While most Singaporeans view cooking at home as a way to save money, if you buy supermarket items indiscriminately and let half the items in your fridge go to waste, you are going to start asking yourself why you are paying so much when you can just eat at the hawker centre every day at half the price.

Here are some food hacks I’ve started using this year that have made it a lot cheaper and more convenient to cook at home.

 

Frozen meat over fresh meat

If you’re serious about saving money on food, you’ll reduce your meat intake. But okay, we understand not everyone wants to have a slender figure completely devoid of muscles.

If you have to buy meat, stay away from the deli counter as that’s where it’s most expensive. But don’t always assume the fresh meat is necessarily cheaper than than frozen, either.

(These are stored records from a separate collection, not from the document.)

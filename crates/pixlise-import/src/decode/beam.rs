//! Beam location CSV
//!
//! # Format
//!
//! ```text
//! SCLK=..., some free text preamble (up to 4 lines)
//! PMC,x,y,z,geom_corr,PMC_12_MCC_i,PMC_12_MCC_j,PMC_12_corr_i,PMC_12_corr_j
//! 12,0.0129,0.0070,0.2468,1.01,776.3,542.1,776.1,542.0
//! ```
//!
//! Older single image files use `PMC,x,y,z,image_i,image_j`; the caller
//! supplies the context image PMC those columns refer to. Only `MCC` pairs
//! are kept, `corr` pairs are validated and dropped.

use pixlise_common::Result;
use tracing::debug;

use super::{as_text, at_row, csv_rows, parse_f32, parse_i32, skip_lines, DecodeContext, Decoder};
use crate::model::{BeamLocation, BeamLocationByPmc, ImageProjection};

/// How many leading lines may precede the header row
const MAX_PREAMBLE_LINES: usize = 4;
const GEOM_CORR: &str = "geom_corr";

#[derive(Debug, Clone, Copy)]
pub struct BeamDecoder {
    /// Per image PMC columns (`PMC_<n>_<tag>_i/j`) instead of `image_i/image_j`
    pub multiple_ij: bool,
    /// Context image the single `image_i/image_j` pair projects into
    pub main_image_pmc: i32,
}

impl BeamDecoder {
    pub fn multi_image() -> Self {
        Self {
            multiple_ij: true,
            main_image_pmc: 0,
        }
    }

    pub fn single_image(main_image_pmc: i32) -> Self {
        Self {
            multiple_ij: false,
            main_image_pmc,
        }
    }
}

/// Resolved header: where geom_corr and each image's i/j columns live
#[derive(Debug, PartialEq)]
struct HeaderLayout {
    geom_corr: Option<usize>,
    projections: Vec<(i32, usize, usize)>,
}

fn split_ij_header(header: &str) -> Option<(i32, &str, &str)> {
    let bits: Vec<&str> = header.split('_').collect();
    match bits.as_slice() {
        ["PMC", pmc, tag @ ("MCC" | "corr"), coord @ ("i" | "j")] => {
            Some((pmc.parse().ok()?, *tag, *coord))
        },
        _ => None,
    }
}

impl BeamDecoder {
    fn layout(&self, header: &[String], ctx: &DecodeContext<'_>) -> Result<HeaderLayout> {
        let mut expected = vec!["PMC", "x", "y", "z"];
        if !self.multiple_ij {
            expected.extend(["image_i", "image_j"]);
        }

        for (idx, name) in expected.iter().enumerate() {
            match header.get(idx) {
                Some(got) if got == name => {},
                got => {
                    return Err(ctx.invalid(format!(
                        "expected column {name}, got: {}",
                        got.map(String::as_str).unwrap_or("<missing>")
                    )))
                },
            }
        }

        if !self.multiple_ij {
            return Ok(HeaderLayout {
                geom_corr: None,
                projections: vec![(self.main_image_pmc, 4, 5)],
            });
        }

        let mut idx = expected.len();
        let mut geom_corr = None;
        if header.get(idx).map(String::as_str) == Some(GEOM_CORR) {
            geom_corr = Some(idx);
            idx += 1;
        }

        let remaining = header.len() - idx;
        if remaining == 0 || remaining % 2 != 0 {
            return Err(ctx.invalid(format!("unexpected count of i/j columns: {remaining}")));
        }

        let mut projections = Vec::new();
        while idx < header.len() {
            let (i_name, j_name) = (&header[idx], &header[idx + 1]);
            if i_name == GEOM_CORR || j_name == GEOM_CORR {
                return Err(ctx.invalid("geom_corr must directly follow z, once"));
            }
            let (pmc, tag, coord) = split_ij_header(i_name)
                .ok_or_else(|| ctx.invalid(format!("unexpected column: {i_name}")))?;
            let (pmc2, tag2, coord2) = split_ij_header(j_name)
                .ok_or_else(|| ctx.invalid(format!("unexpected column: {j_name}")))?;

            if pmc != pmc2 || tag != tag2 || coord != "i" || coord2 != "j" {
                return Err(ctx.invalid(format!(
                    "unexpected column header {j_name} after {i_name}"
                )));
            }
            if tag == "MCC" {
                projections.push((pmc, idx, idx + 1));
            }
            idx += 2;
        }

        Ok(HeaderLayout {
            geom_corr,
            projections,
        })
    }

    fn row(
        &self,
        row: &[String],
        layout: &HeaderLayout,
        width: usize,
        ctx: &DecodeContext<'_>,
    ) -> Result<(i32, BeamLocation)> {
        if row.len() != width {
            return Err(ctx.invalid(format!(
                "expected {width} columns, got {}",
                row.len()
            )));
        }

        let pmc = parse_i32(&row[0], "PMC", ctx)?;
        let mut location = BeamLocation {
            x: parse_f32(&row[1], "x", ctx)?,
            y: parse_f32(&row[2], "y", ctx)?,
            z: parse_f32(&row[3], "z", ctx)?,
            ..Default::default()
        };

        if let Some(col) = layout.geom_corr {
            location.geom_corr = Some(parse_f32(&row[col], GEOM_CORR, ctx)?);
        }

        for &(image_pmc, i_col, j_col) in &layout.projections {
            let projection = ImageProjection {
                i: parse_f32(&row[i_col], "i", ctx)?,
                j: parse_f32(&row[j_col], "j", ctx)?,
            };
            location.ij.insert(image_pmc, projection);
        }

        Ok((pmc, location))
    }
}

impl Decoder for BeamDecoder {
    type Output = BeamLocationByPmc;

    fn decode(&self, data: &[u8], ctx: &DecodeContext<'_>) -> Result<Self::Output> {
        let text = as_text(data);

        let header_line = text
            .lines()
            .take(MAX_PREAMBLE_LINES + 1)
            .position(|line| line.starts_with("PMC,"))
            .ok_or_else(|| ctx.invalid("failed to find header row of beam location data"))?;

        let rows = csv_rows(skip_lines(&text, header_line), ctx)?;
        let Some((header, body)) = rows.split_first() else {
            return Err(ctx.invalid("no beam location header"));
        };
        let layout = self.layout(header, ctx)?;

        let mut result = BeamLocationByPmc::new();
        for (line, row) in body.iter().enumerate() {
            let (pmc, location) = self
                .row(row, &layout, header.len(), ctx)
                .map_err(|e| at_row(e, line + 1))?;
            if result.insert(pmc, location).is_some() {
                return Err(ctx.invalid(format!("row {}: duplicate PMC {pmc}", line + 1)));
            }
        }

        debug!(path = %ctx.path, locations = result.len(), images = layout.projections.len(), "Read beam locations");
        Ok(result)
    }
}
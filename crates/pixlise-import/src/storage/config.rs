use pixlise_common::{PixliseError, Result};
use serde::{Deserialize, Serialize};
use std::env;
use std::path::PathBuf;

/// Default S3 region.
pub const DEFAULT_REGION: &str = "us-east-1";

/// Default root directory of the local backend.
pub const DEFAULT_LOCAL_ROOT: &str = "./data";

#[derive(Debug, Clone, Copy, PartialEq, Eq, Serialize, Deserialize)]
#[serde(rename_all = "lowercase")]
pub enum StorageBackend {
    S3,
    Local,
}

impl std::str::FromStr for StorageBackend {
    type Err = PixliseError;

    fn from_str(s: &str) -> Result<Self> {
        match s.to_lowercase().as_str() {
            "s3" => Ok(StorageBackend::S3),
            "local" => Ok(StorageBackend::Local),
            other => Err(PixliseError::Config(format!("unknown storage backend: {other}"))),
        }
    }
}

#[derive(Debug, Clone, Serialize, Deserialize)]
pub struct StorageConfig {
    pub backend: StorageBackend,
    pub endpoint: Option<String>,
    pub region: String,
    /// Static credentials; without them the default AWS chain is used
    pub access_key: Option<String>,
    #[serde(skip_serializing)]
    pub secret_key: Option<String>,
    pub path_style: bool,
    pub local_root: PathBuf,
}

impl StorageConfig {
    pub fn from_env() -> Result<Self> {
        Ok(Self {
            backend: env::var("STORAGE_BACKEND")
                .ok()
                .map(|v| v.parse())
                .transpose()?
                .unwrap_or(StorageBackend::S3),
            endpoint: env::var("S3_ENDPOINT").ok(),
            region: env::var("S3_REGION").unwrap_or_else(|_| DEFAULT_REGION.to_string()),
            access_key: env::var("S3_ACCESS_KEY")
                .or_else(|_| env::var("AWS_ACCESS_KEY_ID"))
                .ok(),
            secret_key: env::var("S3_SECRET_KEY")
                .or_else(|_| env::var("AWS_SECRET_ACCESS_KEY"))
                .ok(),
            path_style: env::var("S3_PATH_STYLE")
                .ok()
                .and_then(|v| v.parse().ok())
                .unwrap_or(false),
            local_root: env::var("LOCAL_STORAGE_ROOT")
                .unwrap_or_else(|_| DEFAULT_LOCAL_ROOT.to_string())
                .into(),
        })
    }

    pub fn local(root: impl Into<PathBuf>) -> Self {
        Self {
            backend: StorageBackend::Local,
            endpoint: None,
            region: DEFAULT_REGION.to_string(),
            access_key: None,
            secret_key: None,
            path_style: false,
            local_root: root.into(),
        }
    }

    pub fn for_minio(endpoint: impl Into<String>) -> Self {
        Self {
            backend: StorageBackend::S3,
            endpoint: Some(endpoint.into()),
            access_key: Some("minioadmin".to_string()),
            secret_key: Some("minioadmin".to_string()),
            path_style: true,
            ..Self::local(DEFAULT_LOCAL_ROOT)
        }
    }
}
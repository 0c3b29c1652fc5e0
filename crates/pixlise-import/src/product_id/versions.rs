use std::collections::{BTreeMap, HashMap};
use tracing::{debug, info};

use super::FileNameMeta;

/// Fields that must match for two files to be versions of the same product.
/// Timestamps, geometry, thumbnail and version are free to differ.
fn version_group_key(meta: &FileNameMeta) -> String {
    [
        meta.extension.to_uppercase().as_str(),
        &meta.instrument,
        &meta.colour_filter,
        &meta.prod_type,
        &meta.site,
        &meta.drive,
        &meta.seq_rtt,
        &meta.cam_specific,
        &meta.downsample,
        &meta.compression,
        &meta.producer,
    ]
    .concat()
}

struct Candidate<'a> {
    name: &'a str,
    meta: FileNameMeta,
    version: i32,
    sclk: i32,
}

/// Picks the newest file of each product.
///
/// Files are grouped by `version_group_key`; within a group the highest
/// version wins, ties going to the lowest SCLK. Names that do not parse are
/// logged and skipped. The result is keyed by the name as passed in.
pub fn latest_versions<S: AsRef<str>>(files: &[S]) -> BTreeMap<String, FileNameMeta> {
    let mut groups: HashMap<String, Candidate<'_>> = HashMap::new();

    for file in files {
        let name = file.as_ref();
        let meta = match FileNameMeta::parse(name) {
            Ok(meta) => meta,
            Err(e) => {
                info!(file = %name, error = %e, "Ignoring file with unparseable name");
                continue;
            },
        };

        let version = meta.version_number().unwrap_or_else(|e| {
            info!(file = %name, error = %e, "Failed to read version");
            0
        });
        let sclk = meta.sclk().unwrap_or_else(|e| {
            info!(file = %name, error = %e, "Failed to read SCLK");
            0
        });

        let candidate = Candidate {
            name,
            meta,
            version,
            sclk,
        };

        match groups.get_mut(&version_group_key(&candidate.meta)) {
            Some(selected) => {
                let newer = candidate.version > selected.version
                    || (candidate.version == selected.version && candidate.sclk < selected.sclk);
                if newer {
                    debug!(kept = %candidate.name, dropped = %selected.name, "Newer version");
                    *selected = candidate;
                } else {
                    debug!(kept = %selected.name, dropped = %candidate.name, "Older version");
                }
            },
            None => {
                groups.insert(version_group_key(&candidate.meta), candidate);
            },
        }
    }

    groups
        .into_values()
        .map(|c| (c.name.to_string(), c.meta))
        .collect()
}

Many people think frozen meat is somehow less nutritious than fresh meat, but it’s not really true. As the freezing locks in nutrients instantly, it can actually be even fresher than produce that has had to travel over long distances to get to the supermarket.

But what you really care about is the price, right? Well, a huge 300g slab of salmon at NTUC Fairprice costs $6.95. If you have any experience buying fresh salmon at NTUC, you’ll know it’s very hard to find even a small salmon steak for under $9.

 

Make soups in bulk and then freeze them

If it were so easy to freeze everything that came out of your kitchen, we’d be thawing frozen fried rice and Hokkien mee in the microwave. Unfortunately, some foods are just disgusting when frozen, which also means you can’t make them in bulk at the start of the month and expect them to be edible on those days when you’re too tired to cook.

Soup, on the other hand, is almost always fine to freeze. Whether you make them in the slow cooker, the blender or just boil the hell out of them, soups are super convenient to store. Just pour them into plastic containers and then place them in the freezer.

So the next time you make soup, don’t just make enough for that night. These things can last forever (or at least more than a month), so if you make big batches of different types of soup you’ll eventually have a big menu of instant meal options in your freezer.

When you’re hungry, remove them the way you would an ice cube (you might have to let them thaw for a few minutes first, then they’ll slip out), place them in a pot and turn up the heat. Faster than instant noodles and more satisfying if you actually care about your health.

 

Challenge yourself to use all leftovers

Seriously, some people don’t even try to use their leftovers. You might have bought a carton of coconut cream to add to your homemade laksa, but after making the dish it just slowly dies in your fridge until it finally has to be thrown out.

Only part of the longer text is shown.